Sharing/Access information
Data was derived from the following sources
- FitzGerald, A. M., John, S. N., Apgar, T. M., Mantua, N. J., & Martin, B. T. (2021). Quantifying thermal exposure for migratory riverine species: Phenology of Chinook salmon populations predicts thermal stress. Global Change Biology, 27(3), 536-549. https://onlinelibrary.wiley.com/doi/full/10.1111/gcb.15450
Spatial distribution datasets
Coho (n = 102,288; July 2020) and steelhead (i.e., the anadromous form of O. mykiss) observations (n = 154,724; August 2021) in California, Oregon, Washington, Idaho, and Montana were extracted from six point-observation and distribution data sources. I removed any observations that were outside of a DPS (based on DPS distribution shapefiles, obtained from http://www.westcoast.fisheries.noaa.gov/maps_data/Species_Maps_Data.html)to avoid fish stocking and transplants. I next vetted observations that had a georeferenced accuracy > 500m, were greater than 500 m from the stream network, observed prior to 1993 (to match the temporal purview of the stream temperature modeling; see below), or were duplicated. This resulted in a single observation per stream segment. Observations in Idaho or Montana were removed because the stream temperature predictions did not include those states (FitzGerald et al. 2021), but I mention them above for completeness. Next, each remaining observation was defined by freshwater life stage and joined with the appropriate phenology. Uncommonly, observations with an unspecified life-history type and without a date were present in a location with more than one life-history type, so I duplicated the spatial distribution in those areas so that I had observations from each life-history type.

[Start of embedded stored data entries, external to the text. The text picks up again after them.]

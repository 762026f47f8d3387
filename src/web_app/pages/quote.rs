// web_app/pages/quote.rs - Quote request page

use leptos::prelude::*;

use crate::web_app::components::{Container, QuoteSection, Seo};
use crate::web_app::seo::PageMeta;

#[component]
pub fn QuotePage() -> impl IntoView {
    let meta = PageMeta::new(
        "Request a Quote",
        "Get a custom quote for your sports apparel and team uniform needs. Fill out our form and receive competitive pricing within 24 hours.",
        "/quote",
    )
    .with_keywords(&["quote request", "custom pricing", "bulk orders", "team uniforms", "sports apparel"]);

    view! {
        <Seo meta=meta />
        <Container class="pt-24">
            <QuoteSection
                subtitle="Get competitive pricing for your sports apparel and team uniform needs. Fill out the form below and we'll provide you with a custom quote within 24 hours."
            />
        </Container>
    }
}
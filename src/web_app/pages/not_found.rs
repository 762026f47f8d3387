// web_app/pages/not_found.rs - 404 page

use leptos::prelude::*;

use crate::web_app::components::{LinkButton, Seo};
use crate::web_app::seo::PageMeta;

/// 404 Not Found page
///
/// Also rendered by the product routes for unknown slugs. During SSR the
/// response status is set to 404.
#[component]
pub fn NotFound() -> impl IntoView {
    #[cfg(feature = "ssr")]
    {
        if let Some(response) = use_context::<leptos_actix::ResponseOptions>() {
            response.set_status(actix_web::http::StatusCode::NOT_FOUND);
        }
    }

    let mut meta = PageMeta::new("Page Not Found", "The page you are looking for does not exist.", "/404");
    meta.noindex = true;

    view! {
        <Seo meta=meta />
        <div class="min-h-[60vh] flex items-center justify-center pt-16">
            <div class="text-center">
                <h1 class="text-6xl font-bold text-[var(--text-muted)] mb-4">"404"</h1>
                <p class="text-xl text-[var(--text-secondary)] mb-8">"Page not found"</p>
                <LinkButton href="/">"Back to Home"</LinkButton>
            </div>
        </div>
    }
}
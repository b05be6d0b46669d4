//! Core data types for the hedging backtester
//!
//! Defines fundamental types:
//! - RawObservation: one (contract, date) price observation
//! - Moneyness / MoneynessBands: inception labels
//! - Greeks: per-row sensitivities
//! - RateCurve: date-indexed risk-free rates

pub mod option;
pub mod greeks;
pub mod rates;
pub mod error;

pub use option::*;
pub use greeks::*;
pub use rates::*;
pub use error::*;
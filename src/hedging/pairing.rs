//! Target / hedge-option pairing for delta-vega hedging

use serde::{Deserialize, Serialize};

use crate::core::OptionId;
use crate::panel::{ContractPanel, ValidatedPanel};

/// Strikes closer than this are treated as equal
const STRIKE_TOLERANCE: f64 = 1e-6;

/// One row of the pairing table
#[derive(Debug, Clone, PartialEq, Eq, Hash, Serialize, Deserialize)]
pub struct HedgePair {
    /// Option being hedged
    pub target_id: OptionId,
    /// Longer-dated, same-strike option used as the second hedge instrument
    pub hedge_id: OptionId,
}

impl HedgePair {
    pub fn new(target_id: impl Into<OptionId>, hedge_id: impl Into<OptionId>) -> Self {
        Self {
            target_id: target_id.into(),
            hedge_id: hedge_id.into(),
        }
    }
}

/// `hedge` shares `target`'s strike and expires strictly later
pub fn is_valid_hedge(target: &ContractPanel, hedge: &ContractPanel) -> bool {
    hedge.expiration > target.expiration && (hedge.strike - target.strike).abs() < STRIKE_TOLERANCE
}

/// Pair each contract with the nearest later expiration at the same strike
///
/// Contracts without a later same-strike contract in the panel are left
/// unpaired. Ties between contracts on the same later expiration go to the
/// smallest option id.
pub fn pair_by_strike(panel: &ValidatedPanel) -> Vec<HedgePair> {
    panel
        .contracts
        .iter()
        .filter_map(|target| {
            panel
                .contracts
                .iter()
                .filter(|c| is_valid_hedge(target, c))
                .min_by(|a, b| {
                    a.expiration
                        .cmp(&b.expiration)
                        .then_with(|| a.option_id.cmp(&b.option_id))
                })
                .map(|hedge| HedgePair::new(target.option_id.clone(), hedge.option_id.clone()))
        })
        .collect()
}
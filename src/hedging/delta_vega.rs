//! Delta-vega hedge: underlying plus a second option against one long call
//!
//! With target Greeks (Δt, νt) and hedge-option Greeks (Δh, νh) the hedge holds
//! `νt / νh` hedge options and `Δt - (νt / νh) * Δh` units of the underlying.

use std::collections::HashMap;
use std::num::NonZeroUsize;

use chrono::NaiveDate;
use serde::{Deserialize, Serialize};

use crate::panel::ValidatedRow;

use super::{ErrorPoint, HedgeErrorSeries, SimulationSkip};

/// Positions held by a delta-vega hedge
#[derive(Debug, Clone, Copy, PartialEq, Serialize, Deserialize)]
pub struct HedgeRatios {
    /// Units of the underlying
    pub underlying: f64,
    /// Units of the hedge option
    pub hedge_option: f64,
}

impl HedgeRatios {
    /// Ratios neutralising the target's delta and vega
    ///
    /// Fails when the hedge option's vega is exactly zero: vega neutrality is
    /// undefined at that instant.
    pub fn delta_vega_neutral(
        target_delta: f64,
        target_vega: f64,
        hedge_delta: f64,
        hedge_vega: f64,
        date: NaiveDate,
    ) -> Result<Self, SimulationSkip> {
        if hedge_vega == 0.0 {
            return Err(SimulationSkip::ZeroVega { date });
        }
        let hedge_option = target_vega / hedge_vega;
        Ok(Self {
            underlying: target_delta - hedge_option * hedge_delta,
            hedge_option,
        })
    }
}

/// Hedge-option row aligned to a target date, with its required fields present
#[derive(Debug, Clone, Copy)]
struct AlignedHedge {
    price: f64,
    delta: f64,
    vega: f64,
}

/// Map every target date to a complete hedge-option row
fn align(target: &[ValidatedRow], hedge: &[ValidatedRow]) -> Result<Vec<AlignedHedge>, SimulationSkip> {
    let by_date: HashMap<NaiveDate, &ValidatedRow> = hedge.iter().map(|r| (r.date, r)).collect();

    target
        .iter()
        .map(|t| {
            let row = by_date
                .get(&t.date)
                .ok_or(SimulationSkip::MisalignedCalendar { date: t.date })?;
            let missing = |field| SimulationSkip::MissingField { date: t.date, field };

            if !row.price.is_finite() {
                return Err(missing("hedge price"));
            }
            let greeks = row.greeks.ok_or_else(|| missing("hedge delta"))?;
            let vega = greeks.vega.ok_or_else(|| missing("hedge vega"))?;

            Ok(AlignedHedge {
                price: row.price,
                delta: greeks.delta,
                vega,
            })
        })
        .collect()
}

/// Target delta and vega on row `i`; absent only on a final expiration row
fn target_greeks(row: &ValidatedRow) -> Result<(f64, f64), SimulationSkip> {
    let missing = |field| SimulationSkip::MissingField { date: row.date, field };
    let greeks = row.greeks.ok_or_else(|| missing("delta"))?;
    let vega = greeks.vega.ok_or_else(|| missing("vega"))?;
    Ok((greeks.delta, vega))
}

/// Simulate a delta-vega hedge of `target` using `hedge` as the second instrument
///
/// The hedge option is aligned onto the target's dates first; a target date
/// without a complete hedge-option row aborts the whole simulation. A zero
/// hedge-option vega at any rebalancing instant also aborts it, even after
/// earlier steps succeeded.
pub fn simulate_delta_vega(
    target: &[ValidatedRow],
    hedge: &[ValidatedRow],
    rebalance_every: NonZeroUsize,
) -> Result<HedgeErrorSeries, SimulationSkip> {
    let n = target.len();
    if n < 2 {
        return Err(SimulationSkip::InsufficientRows { rows: n });
    }

    let aligned = align(target, hedge)?;

    let (delta, vega) = target_greeks(&target[0])?;
    let mut ratios = HedgeRatios::delta_vega_neutral(
        delta,
        vega,
        aligned[0].delta,
        aligned[0].vega,
        target[0].date,
    )?;
    let mut points = Vec::with_capacity(n - 1);

    for i in 1..n {
        let (prev, cur) = (&target[i - 1], &target[i]);
        let hedge_pnl = ratios.underlying * (cur.spot - prev.spot)
            + ratios.hedge_option * (aligned[i].price - aligned[i - 1].price);
        let error = (cur.price - prev.price) - hedge_pnl;
        points.push(ErrorPoint { ttm: cur.ttm, error });

        if i % rebalance_every.get() == 0 {
            if aligned[i].vega == 0.0 {
                return Err(SimulationSkip::ZeroVega { date: cur.date });
            }
            match target_greeks(cur) {
                Ok((delta, vega)) => {
                    ratios = HedgeRatios::delta_vega_neutral(
                        delta,
                        vega,
                        aligned[i].delta,
                        aligned[i].vega,
                        cur.date,
                    )?;
                }
                // The target's expiration row carries no Greeks; nothing follows it
                Err(_) if i + 1 == n && cur.is_expiry() => {}
                Err(skip) => return Err(skip),
            }
        }
    }

    Ok(HedgeErrorSeries::from_points(points))
}
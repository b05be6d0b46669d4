//! Synthetic option histories shared by unit tests

use chrono::{Datelike, Duration, NaiveDate, Weekday};

use crate::core::{RateCurve, RatePoint, RawObservation, DAYS_PER_YEAR};
use crate::data::RawPanel;
use crate::models::black_scholes;

pub(crate) const RATE: f64 = 0.01;
pub(crate) const VOL: f64 = 0.2;

pub(crate) fn date(y: i32, m: u32, d: u32) -> NaiveDate {
    NaiveDate::from_ymd_opt(y, m, d).unwrap()
}

pub(crate) fn near_expiry() -> NaiveDate {
    date(2023, 6, 16)
}

pub(crate) fn far_expiry() -> NaiveDate {
    date(2023, 7, 21)
}

/// Monday-to-Friday dates in `[start, end]`
pub(crate) fn weekdays(start: NaiveDate, end: NaiveDate) -> Vec<NaiveDate> {
    let mut out = Vec::new();
    let mut d = start;
    while d <= end {
        if !matches!(d.weekday(), Weekday::Sat | Weekday::Sun) {
            out.push(d);
        }
        d += Duration::days(1);
    }
    out
}

pub(crate) fn calendar() -> Vec<NaiveDate> {
    weekdays(date(2023, 2, 1), far_expiry())
}

/// Underlying path that stays within 0.2% of 100
pub(crate) fn spot_on(d: NaiveDate) -> f64 {
    let i = (d - date(2023, 1, 1)).num_days() as f64;
    100.0 * (1.0 + 0.002 * (0.9 * i).sin())
}

pub(crate) fn rate_curve(dates: &[NaiveDate]) -> RateCurve {
    RateCurve::new(dates.iter().map(|&d| RatePoint { date: d, rate: RATE })).unwrap()
}

/// Black-Scholes priced history for one call over the last 100 days to expiry
pub(crate) fn contract(id: &str, strike: f64, expiration: NaiveDate, dates: &[NaiveDate]) -> Vec<RawObservation> {
    dates
        .iter()
        .filter(|&&d| d <= expiration && d >= expiration - Duration::days(100))
        .map(|&d| {
            let spot = spot_on(d);
            let ttm = (expiration - d).num_days() as f64 / DAYS_PER_YEAR;
            let price = if ttm > 0.0 {
                black_scholes::price(spot, strike, RATE, VOL, ttm)
            } else {
                (spot - strike).max(0.0)
            };
            RawObservation::new(id, d, expiration, strike, spot, price)
        })
        .collect()
}

/// ATM, ITM and OTM contracts on the near expiry plus an ATM contract on the far expiry
pub(crate) fn standard_panel() -> RawPanel {
    let dates = calendar();
    let mut rows = Vec::new();
    rows.extend(contract("ATM100", 100.0, near_expiry(), &dates));
    rows.extend(contract("ITM95", 95.0, near_expiry(), &dates));
    rows.extend(contract("OTM105", 105.0, near_expiry(), &dates));
    rows.extend(contract("ATM100L", 100.0, far_expiry(), &dates));
    RawPanel::new(rows).unwrap()
}

/// Hand-built validated rows on consecutive days ending at `near_expiry()`
pub(crate) fn path_rows(
    prices: &[f64],
    spots: &[f64],
    deltas: &[f64],
    vegas: Option<&[f64]>,
) -> Vec<crate::panel::ValidatedRow> {
    use crate::core::Greeks;

    let n = prices.len();
    (0..n)
        .map(|i| {
            let days = (n - 1 - i) as i64;
            crate::panel::ValidatedRow {
                date: near_expiry() - Duration::days(days),
                days_to_expiry: days,
                ttm: days as f64 / DAYS_PER_YEAR,
                price: prices[i],
                spot: spots[i],
                rate: Some(RATE),
                iv: Some(VOL),
                greeks: Some(Greeks::new(deltas[i], vegas.map(|v| v[i]))),
            }
        })
        .collect()
}
//! Configuration for hedging analysis runs

use std::fs;
use std::num::NonZeroUsize;
use std::path::Path;

use serde::{Deserialize, Serialize};

use crate::core::{HedgeError, HedgeResult, Moneyness};
use crate::panel::PanelConfig;

use super::HedgeStrategy;

/// Configuration for one analysis run over a validated panel
#[derive(Debug, Clone, PartialEq, Serialize, Deserialize)]
pub struct AnalysisConfig {
    /// Hedging strategy to simulate
    pub strategy: HedgeStrategy,

    /// Rebalancing intervals, in steps
    pub frequencies: Vec<NonZeroUsize>,

    /// Moneyness buckets to analyse, in output order
    /// Default: ATM, ITM, OTM
    #[serde(default = "default_buckets")]
    pub buckets: Vec<Moneyness>,

    /// Restrict each target to its final N calendar days before simulating
    /// Default: none (delta), 45 (delta-vega)
    #[serde(default)]
    pub simulation_window_days: Option<i64>,

    /// Minimum rows required after the simulation window restriction
    /// Default: 2
    #[serde(default = "default_min_rows")]
    pub min_rows: usize,
}

fn default_buckets() -> Vec<Moneyness> {
    Moneyness::ALL.to_vec()
}

fn default_min_rows() -> usize {
    2
}

impl Default for AnalysisConfig {
    fn default() -> Self {
        Self::delta_hedge(Vec::new())
    }
}

impl AnalysisConfig {
    /// Delta hedge over the full validated tenor
    pub fn delta_hedge(frequencies: Vec<NonZeroUsize>) -> Self {
        Self {
            strategy: HedgeStrategy::Delta,
            frequencies,
            buckets: default_buckets(),
            simulation_window_days: None,
            min_rows: default_min_rows(),
        }
    }

    /// Delta-vega hedge over each target's final 45 days
    pub fn delta_vega(frequencies: Vec<NonZeroUsize>) -> Self {
        Self {
            strategy: HedgeStrategy::DeltaVega,
            simulation_window_days: Some(45),
            ..Self::delta_hedge(frequencies)
        }
    }

    pub fn validate(&self) -> HedgeResult<()> {
        if self.frequencies.is_empty() {
            return Err(HedgeError::config("no rebalancing frequencies given"));
        }
        if self.buckets.is_empty() {
            return Err(HedgeError::config("no moneyness buckets given"));
        }
        if matches!(self.simulation_window_days, Some(days) if days <= 0) {
            return Err(HedgeError::config("simulation window must be positive"));
        }
        if self.min_rows < 2 {
            return Err(HedgeError::config("a simulation needs at least 2 rows"));
        }
        Ok(())
    }
}

/// Panel and analysis settings for a complete run
#[derive(Debug, Clone, PartialEq, Serialize, Deserialize)]
pub struct BacktestConfig {
    pub panel: PanelConfig,
    pub analysis: AnalysisConfig,
}

impl BacktestConfig {
    /// 45-day delta hedging
    pub fn delta_hedge(frequencies: Vec<NonZeroUsize>) -> Self {
        Self {
            panel: PanelConfig::delta_hedge(),
            analysis: AnalysisConfig::delta_hedge(frequencies),
        }
    }

    /// Delta-vega hedging validated over 90 days, simulated over the last 45
    pub fn delta_vega(frequencies: Vec<NonZeroUsize>) -> Self {
        Self {
            panel: PanelConfig::delta_vega(),
            analysis: AnalysisConfig::delta_vega(frequencies),
        }
    }

    pub fn validate(&self) -> HedgeResult<()> {
        self.panel.validate()?;
        self.analysis.validate()?;
        if self.analysis.strategy == HedgeStrategy::DeltaVega && !self.panel.compute_vega {
            return Err(HedgeError::config("delta-vega hedging requires vega in the panel"));
        }
        Ok(())
    }

    /// Load from a JSON file and validate
    pub fn from_json_file(path: impl AsRef<Path>) -> HedgeResult<Self> {
        let json = fs::read_to_string(path.as_ref())?;
        let config: Self = serde_json::from_str(&json)?;
        config.validate()?;
        Ok(config)
    }
}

Spawning and redd observations were extracted, and I refer to these observations in-text as “modern”. Because I evaluated a single observation per stream km due to a lack of standardization across survey methods, these modern observations correspond to each subpopulation’s spawning spatial distribution. Because data collection was not standardized, I treated these observations as presence data rather than as true estimates of density or abundance. Although presence data can be biased based on sampling effort and detection probability, Pacific salmon are some of the most well-studied, longest-studied, and most recognizable species by both researchers and citizens, such that the presence data should be treated as true presences.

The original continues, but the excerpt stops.